◆ Work to complete:
Look over the material below and count the lines that include "clamp". Give only the total.

◆ Provided information:
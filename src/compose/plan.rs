use crate::{
    assets::store::AssetKind,
    foundation::core::{Affine, Canvas, Rect, Rgba8},
};

/// How a text op is positioned inside its bounds.
#[derive(Clone, Copy, Debug, PartialEq, Eq, Hash, serde::Serialize)]
pub enum TextPlacement {
    /// Single block centred horizontally and vertically in the bounds.
    Centered,
    /// Wrapped to the bounds width, lines centred, first line at the top edge.
    WrappedFromTop,
}

/// A block of text to lay out and draw.
#[derive(Clone, Debug, PartialEq, serde::Serialize)]
pub struct TextOp {
    /// UTF-8 text; may wrap.
    pub text: String,
    /// Box the text is placed in.
    pub bounds: Rect,
    /// Font size in pixels.
    pub size_px: f32,
    /// Fill color.
    pub color: Rgba8,
    /// Alignment within `bounds`.
    pub placement: TextPlacement,
}

/// One immediate-mode draw call.
#[derive(Clone, Debug, PartialEq, serde::Serialize)]
pub enum DrawOp {
    /// Fill the whole surface.
    Clear {
        /// Fill color.
        color: Rgba8,
    },
    /// Draw the `src` region of a bitmap stretched into `dst`.
    ImageRegion {
        /// Bitmap to sample.
        asset: AssetKind,
        /// Region in bitmap pixels.
        src: Rect,
        /// Destination in canvas pixels.
        dst: Rect,
    },
    /// Draw a whole bitmap through `transform` at `opacity` in `[0, 1]`.
    ImageTransformed {
        /// Bitmap to draw.
        asset: AssetKind,
        /// Bitmap space to canvas space.
        transform: Affine,
        /// Multiplies the bitmap's alpha.
        opacity: f32,
    },
    /// Fill an axis-aligned rectangle.
    FillRect {
        /// Area to fill.
        rect: Rect,
        /// Fill color.
        color: Rgba8,
    },
    /// Lay out and draw text.
    Text(TextOp),
}

/// Ordered, back-to-front draw calls for one tick.
#[derive(Clone, Debug, PartialEq, serde::Serialize)]
pub struct FramePlan {
    /// Surface size the plan was composed for.
    pub canvas: Canvas,
    /// Draw calls, back to front.
    pub ops: Vec<DrawOp>,
}

impl FramePlan {
    /// Empty plan for `canvas`.
    pub fn new(canvas: Canvas) -> Self {
        Self {
            canvas,
            ops: Vec::new(),
        }
    }

    /// Append `op` on top of everything drawn so far.
    pub fn push(&mut self, op: DrawOp) {
        self.ops.push(op);
    }

    /// Bitmaps referenced by the plan, in draw order.
    pub fn assets_drawn(&self) -> impl Iterator<Item = AssetKind> + '_ {
        self.ops.iter().filter_map(|op| match op {
            DrawOp::ImageRegion { asset, .. } | DrawOp::ImageTransformed { asset, .. } => {
                Some(*asset)
            }
            _ => None,
        })
    }
}
//! Placement of every element as a pure function of stage progress, canvas and bitmap sizes.
//!
//! Elements stack bottom-up: the stem is anchored to the bottom edge, the flower head sits on
//! the stem's current top, leaves hang off the stem's sides, petals ring the head, and the
//! photo grows out of the head's centre.

use crate::{
    animation::petals::{PetalImage, PetalSpec, build_petal_sequence, petal_alpha},
    animation::state::StageSnapshot,
    animation::timing::{PETAL_COUNT, lerp},
    assets::store::{AssetKind, AssetSet},
    foundation::core::{Affine, Canvas, Point, Rect, Transform2D, Vec2},
    foundation::error::{SunflowerError, SunflowerResult},
};

/// Leaf scale at the start of the leaf stage.
pub const LEAF_START_SCALE: f64 = 0.5;
/// Petals overlap the flower head by this many pixels.
pub const PETAL_OVERLAP_PX: f64 = 10.0;

/// Bottom-anchored crop of the stem bitmap and where it lands.
#[derive(Clone, Copy, Debug, PartialEq, serde::Serialize)]
pub struct StemPlacement {
    /// Region of the stem bitmap to draw (always its bottom slice).
    pub src: Rect,
    /// Destination on the canvas.
    pub dst: Rect,
    /// Uniform bitmap-to-canvas scale.
    pub scale: f64,
}

/// Which side of the stem a leaf hangs from.
#[derive(Clone, Copy, Debug, PartialEq, Eq, serde::Serialize)]
pub enum LeafSide {
    /// Hangs off the stem's left edge, pivoting on its right edge.
    Left,
    /// Hangs off the stem's right edge, pivoting on its left edge.
    Right,
}

/// A leaf's current scale and the transform that places its bitmap.
#[derive(Clone, Copy, Debug, PartialEq, serde::Serialize)]
pub struct LeafPlacement {
    /// Side of the stem.
    pub side: LeafSide,
    /// Grows from [`LEAF_START_SCALE`] to 1.
    pub scale: f64,
    /// Bitmap space to canvas space.
    pub transform: Affine,
}

/// One petal of the ring.
#[derive(Clone, Copy, Debug, PartialEq, serde::Serialize)]
pub struct PetalPlacement {
    /// Which bitmap and angle.
    pub spec: PetalSpec,
    /// Bitmap space to canvas space, rotated about the head's centre.
    pub transform: Affine,
    /// 0..=255; zero means the petal is not drawn this tick.
    pub alpha: u8,
}

/// The photo growing out of the head.
#[derive(Clone, Copy, Debug, PartialEq, serde::Serialize)]
pub struct PhotoPlacement {
    /// Grows from 0 to 1 over the photo stage.
    pub scale: f64,
    /// Bitmap space to canvas space, scaling about the head's centre.
    pub transform: Affine,
}

/// Everything above the stem; only exists once the stem is complete.
#[derive(Clone, Debug, PartialEq, serde::Serialize)]
pub struct HeadGeometry {
    /// Flower head, drawn unscaled.
    pub circle: Rect,
    /// Centre of the flower head.
    pub center: Point,
    /// Leaf on the stem's left.
    pub left_leaf: LeafPlacement,
    /// Leaf on the stem's right.
    pub right_leaf: LeafPlacement,
    /// In sequence order.
    pub petals: Vec<PetalPlacement>,
    /// Present once the photo stage has started.
    pub photo: Option<PhotoPlacement>,
}

/// Geometry for one tick.
#[derive(Clone, Debug, PartialEq, serde::Serialize)]
pub struct SceneGeometry {
    /// Always drawn, possibly zero height.
    pub stem: StemPlacement,
    /// `None` until the stem is fully grown.
    pub head: Option<HeadGeometry>,
}

/// Scaled stem height that puts the flower head's centre at `canvas_height / 2`.
pub fn final_stem_height(canvas_height: f64, circle_height: f64) -> f64 {
    canvas_height / 2.0 - circle_height / 2.0
}

/// Place the stem for `progress` in `[0, 1]`.
pub fn stem_placement(
    canvas: Canvas,
    stem_size: Vec2,
    circle_size: Vec2,
    progress: f64,
) -> SunflowerResult<StemPlacement> {
    let (w, h) = (canvas.width_f64(), canvas.height_f64());
    let final_height = final_stem_height(h, circle_size.y);
    if final_height <= 0.0 {
        return Err(SunflowerError::validation(format!(
            "canvas height {h} cannot fit a flower head of height {}",
            circle_size.y
        )));
    }
    let progress = progress.clamp(0.0, 1.0);
    let scale = final_height / stem_size.y;

    let visible_src = stem_size.y * progress;
    let src = Rect::new(0.0, stem_size.y - visible_src, stem_size.x, stem_size.y);

    let scaled_width = stem_size.x * scale;
    let left = (w - scaled_width) / 2.0;
    let dst = Rect::new(left, h - final_height * progress, left + scaled_width, h);

    Ok(StemPlacement { src, dst, scale })
}

/// Flower head rectangle resting on the stem's top edge.
pub fn circle_rect(canvas: Canvas, circle_size: Vec2, stem_top: f64) -> Rect {
    let left = (canvas.width_f64() - circle_size.x) / 2.0;
    let top = stem_top - circle_size.y;
    Rect::new(left, top, left + circle_size.x, stem_top)
}

/// Place one leaf for leaf `progress` in `[0, 1]`.
///
/// The leaf grows from [`LEAF_START_SCALE`] to 1 about its stem-side edge, but never past the
/// canvas edge on the far side.
pub fn leaf_placement(
    side: LeafSide,
    canvas: Canvas,
    leaf_size: Vec2,
    stem: &StemPlacement,
    stem_intrinsic_height: f64,
    progress: f64,
) -> LeafPlacement {
    let (lw, lh) = (leaf_size.x, leaf_size.y);
    let (anchor_x, room) = match side {
        LeafSide::Left => (stem.dst.x1, stem.dst.x1),
        LeafSide::Right => (stem.dst.x0, canvas.width_f64() - stem.dst.x0),
    };
    let cap = (room / lw).max(0.0);
    let scale = lerp(LEAF_START_SCALE, 1.0, progress.clamp(0.0, 1.0)).min(cap);

    let leaf_top = stem.dst.y0 + stem_intrinsic_height / 16.0;
    let (left, pivot_x) = match side {
        LeafSide::Left => (anchor_x - lw, lw),
        LeafSide::Right => (anchor_x, 0.0),
    };
    let transform = Transform2D {
        translate: Vec2::new(left, leaf_top - lh * (scale - 1.0) / 2.0),
        scale: Vec2::new(scale, scale),
        anchor: Vec2::new(pivot_x, lh / 2.0),
        ..Transform2D::default()
    }
    .to_affine();

    LeafPlacement {
        side,
        scale,
        transform,
    }
}

/// Distance from the head centre to a petal's centre.
pub fn petal_radius(circle_size: Vec2, petal_size: Vec2) -> f64 {
    circle_size.x / 2.0 - PETAL_OVERLAP_PX + petal_size.y / 2.0
}

/// Full-scale petal transform: centred on its polar position, rotated to point outward.
pub fn petal_transform(
    center: Point,
    circle_size: Vec2,
    petal_size: Vec2,
    angle_degrees: f64,
) -> Affine {
    let radius = petal_radius(circle_size, petal_size);
    let angle = angle_degrees.to_radians();
    let pos = Point::new(
        center.x + radius * angle.cos(),
        center.y + radius * angle.sin(),
    );
    let half = petal_size / 2.0;
    Transform2D {
        translate: Vec2::new(pos.x - half.x, pos.y - half.y),
        rotation_rad: (angle_degrees + 90.0).to_radians(),
        anchor: half,
        ..Transform2D::default()
    }
    .to_affine()
}

/// Photo transform for photo `progress` in `[0, 1]`: scales from 0 to canvas width.
pub fn photo_placement(
    canvas: Canvas,
    center: Point,
    photo_size: Vec2,
    progress: f64,
) -> PhotoPlacement {
    let final_scale = canvas.width_f64() / photo_size.x;
    let scale = final_scale * progress.clamp(0.0, 1.0);
    let half = photo_size / 2.0;
    let transform = Transform2D {
        translate: Vec2::new(center.x - half.x, center.y - half.y),
        scale: Vec2::new(scale, scale),
        anchor: half,
        ..Transform2D::default()
    }
    .to_affine();
    PhotoPlacement { scale, transform }
}

/// Fail unless `canvas` can hold the bitmaps in `assets` at all.
pub fn check_fit(canvas: Canvas, assets: &AssetSet) -> SunflowerResult<()> {
    canvas.validate()?;
    stem_placement(
        canvas,
        assets.size(AssetKind::Stem),
        assets.size(AssetKind::Circle),
        0.0,
    )
    .map(|_| ())
}

/// Compute every placement for one tick.
pub fn compute_geometry(
    snapshot: &StageSnapshot,
    canvas: Canvas,
    assets: &AssetSet,
) -> SunflowerResult<SceneGeometry> {
    canvas.validate()?;
    let stem_size = assets.size(AssetKind::Stem);
    let circle_size = assets.size(AssetKind::Circle);
    let stem = stem_placement(canvas, stem_size, circle_size, snapshot.stem_progress)?;

    if !snapshot.head_visible() {
        return Ok(SceneGeometry { stem, head: None });
    }

    let circle = circle_rect(canvas, circle_size, stem.dst.y0);
    let center = circle.center();

    let leaf = |side, kind| {
        leaf_placement(
            side,
            canvas,
            assets.size(kind),
            &stem,
            stem_size.y,
            snapshot.leaf_progress,
        )
    };
    let left_leaf = leaf(LeafSide::Left, AssetKind::LeftLeaf);
    let right_leaf = leaf(LeafSide::Right, AssetKind::RightLeaf);

    let mut petals = Vec::with_capacity(PETAL_COUNT);
    for spec in build_petal_sequence() {
        let petal_size = assets.size(petal_asset(spec));
        petals.push(PetalPlacement {
            spec,
            transform: petal_transform(center, circle_size, petal_size, spec.angle_degrees),
            alpha: petal_alpha(spec.sequence_index, snapshot.petal_elapsed),
        });
    }

    let photo = snapshot.photo_active.then(|| {
        photo_placement(
            canvas,
            center,
            assets.size(AssetKind::Photo),
            snapshot.photo_progress,
        )
    });

    Ok(SceneGeometry {
        stem,
        head: Some(HeadGeometry {
            circle,
            center,
            left_leaf,
            right_leaf,
            petals,
            photo,
        }),
    })
}

/// Bitmap used by a petal sequence entry.
pub fn petal_asset(spec: PetalSpec) -> AssetKind {
    match spec.image {
        PetalImage::Front => AssetKind::FrontPetal,
        PetalImage::Back => AssetKind::BackPetal,
    }
}

#[cfg(test)]
#[path = "../../tests/unit/geometry/layout.rs"]
mod tests;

◆ Answer to this task:
3